Task description =>
The answer must be the full listing, retyped exactly.

Material to process =>
- Opening Delimiter -
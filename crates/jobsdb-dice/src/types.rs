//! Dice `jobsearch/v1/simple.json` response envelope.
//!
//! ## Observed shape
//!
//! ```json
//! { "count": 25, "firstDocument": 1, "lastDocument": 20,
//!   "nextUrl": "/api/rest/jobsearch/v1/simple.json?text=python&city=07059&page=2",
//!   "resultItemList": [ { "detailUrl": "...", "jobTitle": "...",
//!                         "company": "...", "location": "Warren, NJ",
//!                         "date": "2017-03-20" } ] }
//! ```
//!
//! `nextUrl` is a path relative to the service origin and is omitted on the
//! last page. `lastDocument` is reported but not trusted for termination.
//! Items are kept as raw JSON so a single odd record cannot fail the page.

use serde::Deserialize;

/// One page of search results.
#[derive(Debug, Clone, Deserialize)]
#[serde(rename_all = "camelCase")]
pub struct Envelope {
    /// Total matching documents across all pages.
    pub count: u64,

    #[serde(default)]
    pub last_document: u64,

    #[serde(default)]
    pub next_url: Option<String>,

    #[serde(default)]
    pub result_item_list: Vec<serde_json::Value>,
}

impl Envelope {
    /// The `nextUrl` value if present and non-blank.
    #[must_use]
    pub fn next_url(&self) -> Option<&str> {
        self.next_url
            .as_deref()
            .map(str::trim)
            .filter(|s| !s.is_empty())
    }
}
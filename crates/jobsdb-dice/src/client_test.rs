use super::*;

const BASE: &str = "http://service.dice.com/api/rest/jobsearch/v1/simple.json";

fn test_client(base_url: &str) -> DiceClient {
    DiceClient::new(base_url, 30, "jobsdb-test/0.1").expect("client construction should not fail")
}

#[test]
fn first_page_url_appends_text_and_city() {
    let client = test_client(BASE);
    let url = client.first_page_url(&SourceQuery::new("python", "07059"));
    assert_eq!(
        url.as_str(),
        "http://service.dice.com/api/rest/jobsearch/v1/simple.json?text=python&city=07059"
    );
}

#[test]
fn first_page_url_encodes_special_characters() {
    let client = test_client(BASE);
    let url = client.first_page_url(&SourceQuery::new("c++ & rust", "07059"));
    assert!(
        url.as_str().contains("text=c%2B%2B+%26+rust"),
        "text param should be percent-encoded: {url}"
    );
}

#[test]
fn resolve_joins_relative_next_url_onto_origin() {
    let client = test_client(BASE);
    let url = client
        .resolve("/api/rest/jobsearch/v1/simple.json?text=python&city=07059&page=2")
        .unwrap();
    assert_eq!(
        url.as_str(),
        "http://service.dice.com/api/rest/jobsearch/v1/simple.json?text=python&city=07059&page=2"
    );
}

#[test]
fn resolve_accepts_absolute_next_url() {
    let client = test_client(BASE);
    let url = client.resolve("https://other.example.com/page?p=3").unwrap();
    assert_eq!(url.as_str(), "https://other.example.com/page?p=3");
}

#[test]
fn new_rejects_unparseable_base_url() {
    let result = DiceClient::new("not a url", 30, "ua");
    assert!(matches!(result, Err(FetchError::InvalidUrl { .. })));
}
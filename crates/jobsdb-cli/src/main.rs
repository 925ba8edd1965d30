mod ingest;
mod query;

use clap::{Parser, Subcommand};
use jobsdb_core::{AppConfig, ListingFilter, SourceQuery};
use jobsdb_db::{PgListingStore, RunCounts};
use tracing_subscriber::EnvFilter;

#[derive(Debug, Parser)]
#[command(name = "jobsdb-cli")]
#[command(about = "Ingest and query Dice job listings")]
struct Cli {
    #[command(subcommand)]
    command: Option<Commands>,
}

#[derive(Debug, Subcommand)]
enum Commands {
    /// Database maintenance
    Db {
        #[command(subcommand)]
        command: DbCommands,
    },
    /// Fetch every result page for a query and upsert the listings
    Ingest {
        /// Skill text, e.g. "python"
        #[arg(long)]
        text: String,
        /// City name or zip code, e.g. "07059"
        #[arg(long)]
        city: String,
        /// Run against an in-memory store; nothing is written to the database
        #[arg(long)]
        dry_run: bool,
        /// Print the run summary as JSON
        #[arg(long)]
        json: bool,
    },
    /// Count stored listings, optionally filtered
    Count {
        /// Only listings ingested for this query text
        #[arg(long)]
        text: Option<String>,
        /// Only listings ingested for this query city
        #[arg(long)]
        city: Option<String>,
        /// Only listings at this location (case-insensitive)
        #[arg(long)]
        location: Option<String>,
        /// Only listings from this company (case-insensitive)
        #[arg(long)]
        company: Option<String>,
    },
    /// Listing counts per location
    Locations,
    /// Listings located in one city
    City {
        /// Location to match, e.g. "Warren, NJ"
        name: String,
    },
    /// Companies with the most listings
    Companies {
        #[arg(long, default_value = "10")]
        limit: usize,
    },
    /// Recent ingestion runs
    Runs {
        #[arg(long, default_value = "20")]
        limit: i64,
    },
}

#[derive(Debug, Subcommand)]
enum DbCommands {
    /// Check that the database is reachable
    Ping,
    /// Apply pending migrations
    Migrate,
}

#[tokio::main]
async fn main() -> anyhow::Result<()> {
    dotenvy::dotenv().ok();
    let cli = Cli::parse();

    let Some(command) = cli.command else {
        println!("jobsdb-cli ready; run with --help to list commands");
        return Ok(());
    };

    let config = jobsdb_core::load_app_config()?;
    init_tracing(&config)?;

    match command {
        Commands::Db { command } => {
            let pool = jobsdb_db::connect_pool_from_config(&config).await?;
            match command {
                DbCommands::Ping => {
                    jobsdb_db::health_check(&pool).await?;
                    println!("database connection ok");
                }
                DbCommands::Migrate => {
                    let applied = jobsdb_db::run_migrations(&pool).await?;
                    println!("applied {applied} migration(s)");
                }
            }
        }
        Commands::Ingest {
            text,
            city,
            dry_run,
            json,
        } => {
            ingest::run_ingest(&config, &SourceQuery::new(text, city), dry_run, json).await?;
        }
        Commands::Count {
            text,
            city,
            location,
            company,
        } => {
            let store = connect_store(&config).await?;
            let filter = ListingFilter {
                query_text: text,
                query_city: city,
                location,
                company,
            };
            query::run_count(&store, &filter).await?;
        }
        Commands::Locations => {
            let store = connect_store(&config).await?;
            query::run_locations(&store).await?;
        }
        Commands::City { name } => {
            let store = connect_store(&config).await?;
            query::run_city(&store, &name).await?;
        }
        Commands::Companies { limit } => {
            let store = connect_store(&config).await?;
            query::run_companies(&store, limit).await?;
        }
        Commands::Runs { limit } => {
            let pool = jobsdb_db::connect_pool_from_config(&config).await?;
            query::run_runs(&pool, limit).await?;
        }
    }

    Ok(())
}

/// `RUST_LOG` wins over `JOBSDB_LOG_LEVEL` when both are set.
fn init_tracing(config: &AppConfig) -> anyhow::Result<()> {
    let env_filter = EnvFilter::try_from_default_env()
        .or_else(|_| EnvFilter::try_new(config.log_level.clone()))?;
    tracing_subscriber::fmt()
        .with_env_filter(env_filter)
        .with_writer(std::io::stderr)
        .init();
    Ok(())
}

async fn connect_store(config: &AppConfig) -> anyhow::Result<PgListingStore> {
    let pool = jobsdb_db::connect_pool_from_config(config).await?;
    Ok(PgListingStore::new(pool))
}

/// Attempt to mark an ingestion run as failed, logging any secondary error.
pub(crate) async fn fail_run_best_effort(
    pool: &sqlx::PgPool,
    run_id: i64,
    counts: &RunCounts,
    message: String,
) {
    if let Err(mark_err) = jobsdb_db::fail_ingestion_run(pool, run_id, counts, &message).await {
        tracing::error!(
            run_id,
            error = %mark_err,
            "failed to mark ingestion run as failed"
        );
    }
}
- Closing Delimiter -
Result for this task =>
filename crates/jobsdb-dice/src/types.rs
//! Dice `jobsearch/v1/simple.json` response envelope.
//!
//! ## Observed shape
//!
//! ```json
//! { "count": 25, "firstDocument": 1, "lastDocument": 20,
//!   "nextUrl": "/api/rest/jobsearch/v1/simple.json?text=python&city=07059&page=2",
//!   "resultItemList": [ { "detailUrl": "...", "jobTitle": "...",
//!                         "company": "...", "location": "Warren, NJ",
//!                         "date": "2017-03-20" } ] }
//! ```
//!
//! `nextUrl` is a path relative to the service origin and is omitted on the
//! last page. `lastDocument` is reported but not trusted for termination.
//! Items are kept as raw JSON so a single odd record cannot fail the page.

use serde::Deserialize;

/// One page of search results.
#[derive(Debug, Clone, Deserialize)]
#[serde(rename_all = "camelCase")]
pub struct Envelope {
    /// Total matching documents across all pages.
    pub count: u64,

    #[serde(default)]
    pub last_document: u64,

    #[serde(default)]
    pub next_url: Option<String>,

    #[serde(default)]
    pub result_item_list: Vec<serde_json::Value>,
}

impl Envelope {
    /// The `nextUrl` value if present and non-blank.
    #[must_use]
    pub fn next_url(&self) -> Option<&str> {
        self.next_url
            .as_deref()
            .map(str::trim)
            .filter(|s| !s.is_empty())
    }
}
filename crates/jobsdb-dice/src/client_test.rs
use super::*;

const BASE: &str = "http://service.dice.com/api/rest/jobsearch/v1/simple.json";

fn test_client(base_url: &str) -> DiceClient {
    DiceClient::new(base_url, 30, "jobsdb-test/0.1").expect("client construction should not fail")
}

#[test]
fn first_page_url_appends_text_and_city() {
    let client = test_client(BASE);
    let url = client.first_page_url(&SourceQuery::new("python", "07059"));
    assert_eq!(
        url.as_str(),
        "http://service.dice.com/api/rest/jobsearch/v1/simple.json?text=python&city=07059"
    );
}

#[test]
fn first_page_url_encodes_special_characters() {
    let client = test_client(BASE);
    let url = client.first_page_url(&SourceQuery::new("c++ & rust", "07059"));
    assert!(
        url.as_str().contains("text=c%2B%2B+%26+rust"),
        "text param should be percent-encoded: {url}"
    );
}

#[test]
fn resolve_joins_relative_next_url_onto_origin() {
    let client = test_client(BASE);
    let url = client
        .resolve("/api/rest/jobsearch/v1/simple.json?text=python&city=07059&page=2")
        .unwrap();
    assert_eq!(
        url.as_str(),
        "http://service.dice.com/api/rest/jobsearch/v1/simple.json?text=python&city=07059&page=2"
    );
}

#[test]
fn resolve_accepts_absolute_next_url() {
    let client = test_client(BASE);
    let url = client.resolve("https://other.example.com/page?p=3").unwrap();
    assert_eq!(url.as_str(), "https://other.example.com/page?p=3");
}

#[test]
fn new_rejects_unparseable_base_url() {
    let result = DiceClient::new("not a url", 30, "ua");
    assert!(matches!(result, Err(FetchError::InvalidUrl { .. })));
}
filename crates/jobsdb-cli/src/main.rs
repository 925ba8edd1965d30
mod ingest;
mod query;

use clap::{Parser, Subcommand};
use jobsdb_core::{AppConfig, ListingFilter, SourceQuery};
use jobsdb_db::{PgListingStore, RunCounts};
use tracing_subscriber::EnvFilter;

#[derive(Debug, Parser)]
#[command(name = "jobsdb-cli")]
#[command(about = "Ingest and query Dice job listings")]
struct Cli {
    #[command(subcommand)]
    command: Option<Commands>,
}

#[derive(Debug, Subcommand)]
enum Commands {
    /// Database maintenance
    Db {
        #[command(subcommand)]
        command: DbCommands,
    },
    /// Fetch every result page for a query and upsert the listings
    Ingest {
        /// Skill text, e.g. "python"
        #[arg(long)]
        text: String,
        /// City name or zip code, e.g. "07059"
        #[arg(long)]
        city: String,
        /// Run against an in-memory store; nothing is written to the database
        #[arg(long)]
        dry_run: bool,
        /// Print the run summary as JSON
        #[arg(long)]
        json: bool,
    },
    /// Count stored listings, optionally filtered
    Count {
        /// Only listings ingested for this query text
        #[arg(long)]
        text: Option<String>,
        /// Only listings ingested for this query city
        #[arg(long)]
        city: Option<String>,
        /// Only listings at this location (case-insensitive)
        #[arg(long)]
        location: Option<String>,
        /// Only listings from this company (case-insensitive)
        #[arg(long)]
        company: Option<String>,
    },
    /// Listing counts per location
    Locations,
    /// Listings located in one city
    City {
        /// Location to match, e.g. "Warren, NJ"
        name: String,
    },
    /// Companies with the most listings
    Companies {
        #[arg(long, default_value = "10")]
        limit: usize,
    },
    /// Recent ingestion runs
    Runs {
        #[arg(long, default_value = "20")]
        limit: i64,
    },
}

#[derive(Debug, Subcommand)]
enum DbCommands {
    /// Check that the database is reachable
    Ping,
    /// Apply pending migrations
    Migrate,
}

#[tokio::main]
async fn main() -> anyhow::Result<()> {
    dotenvy::dotenv().ok();
    let cli = Cli::parse();

    let Some(command) = cli.command else {
        println!("jobsdb-cli ready; run with --help to list commands");
        return Ok(());
    };

    let config = jobsdb_core::load_app_config()?;
    init_tracing(&config)?;

    match command {
        Commands::Db { command } => {
            let pool = jobsdb_db::connect_pool_from_config(&config).await?;
            match command {
                DbCommands::Ping => {
                    jobsdb_db::health_check(&pool).await?;
                    println!("database connection ok");
                }
                DbCommands::Migrate => {
                    let applied = jobsdb_db::run_migrations(&pool).await?;
                    println!("applied {applied} migration(s)");
                }
            }
        }
        Commands::Ingest {
            text,
            city,
            dry_run,
            json,
        } => {
            ingest::run_ingest(&config, &SourceQuery::new(text, city), dry_run, json).await?;
        }
        Commands::Count {
            text,
            city,
            location,
            company,
        } => {
            let store = connect_store(&config).await?;
            let filter = ListingFilter {
                query_text: text,
                query_city: city,
                location,
                company,
            };
            query::run_count(&store, &filter).await?;
        }
        Commands::Locations => {
            let store = connect_store(&config).await?;
            query::run_locations(&store).await?;
        }
        Commands::City { name } => {
            let store = connect_store(&config).await?;
            query::run_city(&store, &name).await?;
        }
        Commands::Companies { limit } => {
            let store = connect_store(&config).await?;
            query::run_companies(&store, limit).await?;
        }
        Commands::Runs { limit } => {
            let pool = jobsdb_db::connect_pool_from_config(&config).await?;
            query::run_runs(&pool, limit).await?;
        }
    }

    Ok(())
}

/// `RUST_LOG` wins over `JOBSDB_LOG_LEVEL` when both are set.
fn init_tracing(config: &AppConfig) -> anyhow::Result<()> {
    let env_filter = EnvFilter::try_from_default_env()
        .or_else(|_| EnvFilter::try_new(config.log_level.clone()))?;
    tracing_subscriber::fmt()
        .with_env_filter(env_filter)
        .with_writer(std::io::stderr)
        .init();
    Ok(())
}

async fn connect_store(config: &AppConfig) -> anyhow::Result<PgListingStore> {
    let pool = jobsdb_db::connect_pool_from_config(config).await?;
    Ok(PgListingStore::new(pool))
}

/// Attempt to mark an ingestion run as failed, logging any secondary error.
pub(crate) async fn fail_run_best_effort(
    pool: &sqlx::PgPool,
    run_id: i64,
    counts: &RunCounts,
    message: String,
) {
    if let Err(mark_err) = jobsdb_db::fail_ingestion_run(pool, run_id, counts, &message).await {
        tracing::error!(
            run_id,
            error = %mark_err,
            "failed to mark ingestion run as failed"
        );
    }
}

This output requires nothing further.